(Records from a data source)
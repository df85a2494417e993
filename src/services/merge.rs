//! Patch merging for updates by natural key.

use crate::models::Record;
use serde_json::{Map, Value};

/// Overlay `patch` onto the matching fields of `existing`.
///
/// Nested objects (names, phones, addresses, amounts) are merged key by
/// key, so a patch carrying only `name.firstName` keeps the stored last
/// name. Everything else in the patch replaces the stored value. Fields
/// absent from the patch are left out of the result.
pub fn merge_patch(existing: &Record, patch: &Map<String, Value>) -> Map<String, Value> {
    patch
        .iter()
        .map(|(key, incoming)| {
            let merged = match (existing.fields().get(key), incoming) {
                (Some(Value::Object(current)), Value::Object(incoming)) => {
                    let mut combined = current.clone();
                    for (k, v) in incoming {
                        combined.insert(k.clone(), v.clone());
                    }
                    Value::Object(combined)
                }
                _ => incoming.clone(),
            };
            (key.clone(), merged)
        })
        .collect()
}
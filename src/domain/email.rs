//! EmailAddress value object.

use super::errors::ValidationError;
use serde::{Deserialize, Deserializer, Serialize, Serializer};
use std::fmt;

/// A normalized email address.
///
/// Addresses are trimmed and lowercased at construction time, matching how
/// Twenty stores `emails.primaryEmail`, so equality on this type is the
/// equality the backend filter uses.
///
/// # Example
///
/// ```
/// use twenty_sync::domain::EmailAddress;
///
/// let email = EmailAddress::new("  Jane@Example.com ").unwrap();
/// assert_eq!(email.as_str(), "jane@example.com");
/// ```
#[derive(Debug, Clone, PartialEq, Eq, Hash)]
pub struct EmailAddress(String);

impl EmailAddress {
    /// Create a new EmailAddress, validating the format.
    ///
    /// # Validation Rules
    ///
    /// - Must contain exactly one '@' symbol
    /// - Must have a local part before '@' without whitespace
    /// - Must have a domain part after '@' with at least one '.'
    ///
    /// # Errors
    ///
    /// Returns `ValidationError::InvalidEmail` if the email format is invalid.
    pub fn new(email: impl Into<String>) -> Result<Self, ValidationError> {
        let email = email.into();
        let normalized = email.trim().to_lowercase();

        if !Self::is_valid(&normalized) {
            return Err(ValidationError::InvalidEmail(email));
        }

        Ok(Self(normalized))
    }

    /// Validate email format.
    fn is_valid(email: &str) -> bool {
        let parts: Vec<&str> = email.split('@').collect();

        if parts.len() != 2 {
            return false;
        }

        let local = parts[0];
        let domain = parts[1];

        if local.is_empty() || local.chars().any(char::is_whitespace) {
            return false;
        }

        if domain.is_empty() || !domain.contains('.') {
            return false;
        }

        domain
            .split('.')
            .all(|part| !part.is_empty() && !part.chars().any(char::is_whitespace))
    }

    /// Get the email address as a string slice.
    pub fn as_str(&self) -> &str {
        &self.0
    }

    /// Convert into the underlying String.
    pub fn into_inner(self) -> String {
        self.0
    }

    /// Whether a raw stored value denotes this address.
    pub fn matches(&self, stored: &str) -> bool {
        stored.trim().to_lowercase() == self.0
    }
}

// Serde support - serialize as string
impl Serialize for EmailAddress {
    fn serialize<S>(&self, serializer: S) -> Result<S::Ok, S::Error>
    where
        S: Serializer,
    {
        self.0.serialize(serializer)
    }
}

// Serde support - deserialize from string with validation
impl<'de> Deserialize<'de> for EmailAddress {
    fn deserialize<D>(deserializer: D) -> Result<Self, D::Error>
    where
        D: Deserializer<'de>,
    {
        let s = String::deserialize(deserializer)?;
        EmailAddress::new(s).map_err(serde::de::Error::custom)
    }
}

impl fmt::Display for EmailAddress {
    fn fmt(&self, f: &mut fmt::Formatter<'_>) -> fmt::Result {
        write!(f, "{}", self.0)
    }
}
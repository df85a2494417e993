//! Opaque CRM records.
//!
//! Records are owned by the remote CRM. The crate reads fields out of them
//! and builds patches, but never edits a fetched record in place.

use serde::{Deserialize, Serialize};
use serde_json::{Map, Value};

/// A record returned by the backend, kept as raw JSON.
#[derive(Debug, Clone, Default, PartialEq, Serialize, Deserialize)]
#[serde(transparent)]
pub struct Record(Map<String, Value>);

impl Record {
    /// Wrap a JSON object.
    pub fn new(fields: Map<String, Value>) -> Self {
        Self(fields)
    }

    /// Build a record from any JSON value; non-objects yield `None`.
    pub fn from_value(value: Value) -> Option<Self> {
        match value {
            Value::Object(map) => Some(Self(map)),
            _ => None,
        }
    }

    /// The record id, if present.
    pub fn id(&self) -> Option<&str> {
        self.0.get("id").and_then(Value::as_str)
    }

    /// Look up a dot-delimited path (`emails.primaryEmail`).
    pub fn get_path(&self, path: &str) -> Option<&Value> {
        let mut segments = path.split('.');
        let first = segments.next()?;
        let mut current = self.0.get(first)?;
        for segment in segments {
            current = current.get(segment)?;
        }
        Some(current)
    }

    /// Like [`Record::get_path`] for string values.
    pub fn get_str(&self, path: &str) -> Option<&str> {
        self.get_path(path).and_then(Value::as_str)
    }

    /// Raw field map.
    pub fn fields(&self) -> &Map<String, Value> {
        &self.0
    }

    /// "First Last" for people, the name/title field for everything else.
    pub fn display_name(&self) -> String {
        if let Some(name) = self.0.get("name") {
            if let Some(name) = name.as_str() {
                return name.to_string();
            }
            let first = name.get("firstName").and_then(Value::as_str).unwrap_or("");
            let last = name.get("lastName").and_then(Value::as_str).unwrap_or("");
            return format!("{} {}", first, last).trim().to_string();
        }
        self.get_str("title").unwrap_or_default().to_string()
    }

    /// Convert into a JSON value.
    pub fn into_value(self) -> Value {
        Value::Object(self.0)
    }
}

impl From<Map<String, Value>> for Record {
    fn from(fields: Map<String, Value>) -> Self {
        Self(fields)
    }
}

/// One page of records from a collection query.
#[derive(Debug, Clone, Default, PartialEq, Serialize)]
#[serde(rename_all = "camelCase")]
pub struct RecordPage {
    /// Records in backend order
    pub records: Vec<Record>,

    /// Total matches reported by the backend (falls back to page length)
    pub total_count: usize,

    /// Whether the backend has more results
    pub has_next_page: bool,
}

impl RecordPage {
    /// Page whose total is its own length.
    pub fn from_records(records: Vec<Record>) -> Self {
        let total_count = records.len();
        Self {
            records,
            total_count,
            has_next_page: false,
        }
    }
}
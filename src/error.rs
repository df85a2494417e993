//! Error types for the Twenty sync library.
//!
//! This module defines custom error types using `thiserror` for precise error handling.

use crate::domain::ValidationError;
use thiserror::Error;

/// Errors that can occur when interacting with the Twenty API.
#[derive(Error, Debug)]
pub enum TwentyApiError {
    /// HTTP request failed
    #[error("HTTP request failed: {0}")]
    HttpError(String),

    /// API returned an error status code
    #[error("API error (status {status}): {message}")]
    ApiError { status: u16, message: String },

    /// GraphQL response carried a non-empty `errors` array
    #[error("GraphQL error: {}", .0.join("; "))]
    GraphqlError(Vec<String>),

    /// Failed to parse JSON response
    #[error("JSON parse error: {0}")]
    JsonError(#[from] serde_json::Error),

    /// Network timeout
    #[error("Request timeout")]
    Timeout,

    /// Resource not found
    #[error("Resource not found: {0}")]
    NotFound(String),

    /// Authentication failed
    #[error("Authentication failed")]
    Unauthorized,

    /// Rate limit exceeded
    #[error("Rate limit exceeded")]
    RateLimitExceeded,

    /// Invalid input, rejected before any request is sent
    #[error("Validation error: {0}")]
    Validation(#[from] ValidationError),

    /// A remote failure annotated with the operation that triggered it
    #[error("Failed to {operation}: {source}")]
    Context {
        operation: String,
        #[source]
        source: Box<TwentyApiError>,
    },

    /// Generic API error with context
    #[error("API error: {0}")]
    Other(String),
}

impl TwentyApiError {
    /// Wrap a remote error with the operation that produced it.
    ///
    /// Validation errors already name the offending input and are returned
    /// unchanged, as are errors that already carry context.
    pub fn with_context(self, operation: impl Into<String>) -> Self {
        match self {
            Self::Validation(_) | Self::Context { .. } => self,
            other => Self::Context {
                operation: operation.into(),
                source: Box::new(other),
            },
        }
    }

    /// Whether this error was raised before contacting the backend.
    pub fn is_validation(&self) -> bool {
        matches!(self, Self::Validation(_))
    }
}

/// Errors that can occur during configuration loading.
#[derive(Error, Debug)]
pub enum ConfigError {
    /// Required environment variable is missing
    #[error("Missing required environment variable: {0}")]
    MissingVar(String),

    /// Environment variable has invalid value
    #[error("Invalid value for {var}: {reason}")]
    InvalidValue { var: String, reason: String },

    /// Generic configuration error
    #[error("Configuration error: {0}")]
    Other(String),
}

/// Convenience type alias for Results with TwentyApiError
pub type TwentyApiResult<T> = Result<T, TwentyApiError>;

/// Convenience type alias for Results with ConfigError
pub type ConfigResult<T> = Result<T, ConfigError>;

/// Extension for attaching operation context to remote failures.
pub trait ResultExt<T> {
    fn context(self, operation: &str) -> TwentyApiResult<T>;
}

impl<T> ResultExt<T> for TwentyApiResult<T> {
    fn context(self, operation: &str) -> TwentyApiResult<T> {
        self.map_err(|e| e.with_context(operation))
    }
}
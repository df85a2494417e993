//! Twenty Sync - Main entry point
//!
//! Reads a JSON array of `{resource, operation, params}` items from a file
//! (first argument) or stdin, runs them against the configured Twenty
//! instance and prints the array of results to stdout.

use anyhow::{Context, Result};
use std::sync::Arc;
use tokio::io::AsyncReadExt;
use tracing::{error, info};
use tracing_subscriber::EnvFilter;
use twenty_sync::client::{AsyncTwentyClient, AsyncTwentyClientImpl};
use twenty_sync::repositories::{
    GraphqlRecordRepository, GraphqlSchemaRepository, RecordRepository, RestRecordRepository,
    SchemaRepository,
};
use twenty_sync::{Backend, BatchExecutor, BatchRequest, Config, Transport, TwentyClient};

async fn read_input() -> Result<String> {
    match std::env::args().nth(1) {
        Some(path) if path != "-" => {
            tokio::fs::read_to_string(&path)
                .await
                .with_context(|| format!("Failed to read {}", path))
        }
        _ => {
            let mut input = String::new();
            tokio::io::stdin()
                .read_to_string(&mut input)
                .await
                .context("Failed to read stdin")?;
            Ok(input)
        }
    }
}

#[tokio::main(flavor = "current_thread")]
async fn main() -> Result<()> {
    // Logs go to stderr; stdout carries the results
    let filter = EnvFilter::try_from_default_env().unwrap_or_else(|_| {
        let level = std::env::var("LOG_LEVEL").unwrap_or_else(|_| "error".to_string());
        EnvFilter::try_new(level).unwrap_or_else(|_| EnvFilter::new("error"))
    });

    tracing_subscriber::fmt()
        .with_env_filter(filter)
        .with_writer(std::io::stderr)
        .init();

    let config = match Config::from_env() {
        Ok(cfg) => {
            info!("Configuration loaded successfully");
            cfg
        }
        Err(e) => {
            error!("Failed to load configuration: {}", e);
            return Err(e.into());
        }
    };

    info!(
        "Using Twenty API at {} over {:?}",
        config.twenty_api_url, config.transport
    );

    let requests: Vec<BatchRequest> =
        serde_json::from_str(&read_input().await?).context("Input must be a JSON array of items")?;

    let sync_client = TwentyClient::new(&config);
    let metrics = sync_client.metrics().clone();
    let client = Arc::new(AsyncTwentyClientImpl::new(sync_client)) as Arc<dyn AsyncTwentyClient>;

    let records: Arc<dyn RecordRepository> = match config.transport {
        Transport::Graphql => Arc::new(GraphqlRecordRepository::new(client.clone(), metrics.clone())),
        Transport::Rest => Arc::new(RestRecordRepository::new(client.clone(), metrics.clone())),
    };
    let schema = Arc::new(GraphqlSchemaRepository::new(client)) as Arc<dyn SchemaRepository>;

    let backend = Backend::new(records, schema, config.search_limit, config.list_limit);
    let executor = BatchExecutor::new(backend, config.continue_on_fail);

    info!("Running {} item(s)", requests.len());
    let outputs = executor.run(requests).await?;

    println!("{}", serde_json::to_string_pretty(&outputs)?);

    let summary = metrics.summary();
    info!(
        "HTTP requests: {} ({} errors, avg {:.1} ms), records fetched: {}, created: {}, updated: {}, deleted: {}",
        summary.http_requests_total,
        summary.http_errors_total,
        summary.http_duration_avg_ms,
        summary.records_fetched_total,
        summary.records_created_total,
        summary.records_updated_total,
        summary.records_deleted_total,
    );

    Ok(())
}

_Your goal:_ The lines running from the start of the data through the one that contains "(Some(Value::Object(current)), Value::Object(incoming)) =>" should be reproduced exactly, and only those.

_Response below:_
repository df85a2494417e993
filename src/services/merge.rs
//! Patch merging for updates by natural key.

use crate::models::Record;
use serde_json::{Map, Value};

/// Overlay `patch` onto the matching fields of `existing`.
///
/// Nested objects (names, phones, addresses, amounts) are merged key by
/// key, so a patch carrying only `name.firstName` keeps the stored last
/// name. Everything else in the patch replaces the stored value. Fields
/// absent from the patch are left out of the result.
pub fn merge_patch(existing: &Record, patch: &Map<String, Value>) -> Map<String, Value> {
    patch
        .iter()
        .map(|(key, incoming)| {
            let merged = match (existing.fields().get(key), incoming) {
                (Some(Value::Object(current)), Value::Object(incoming)) => {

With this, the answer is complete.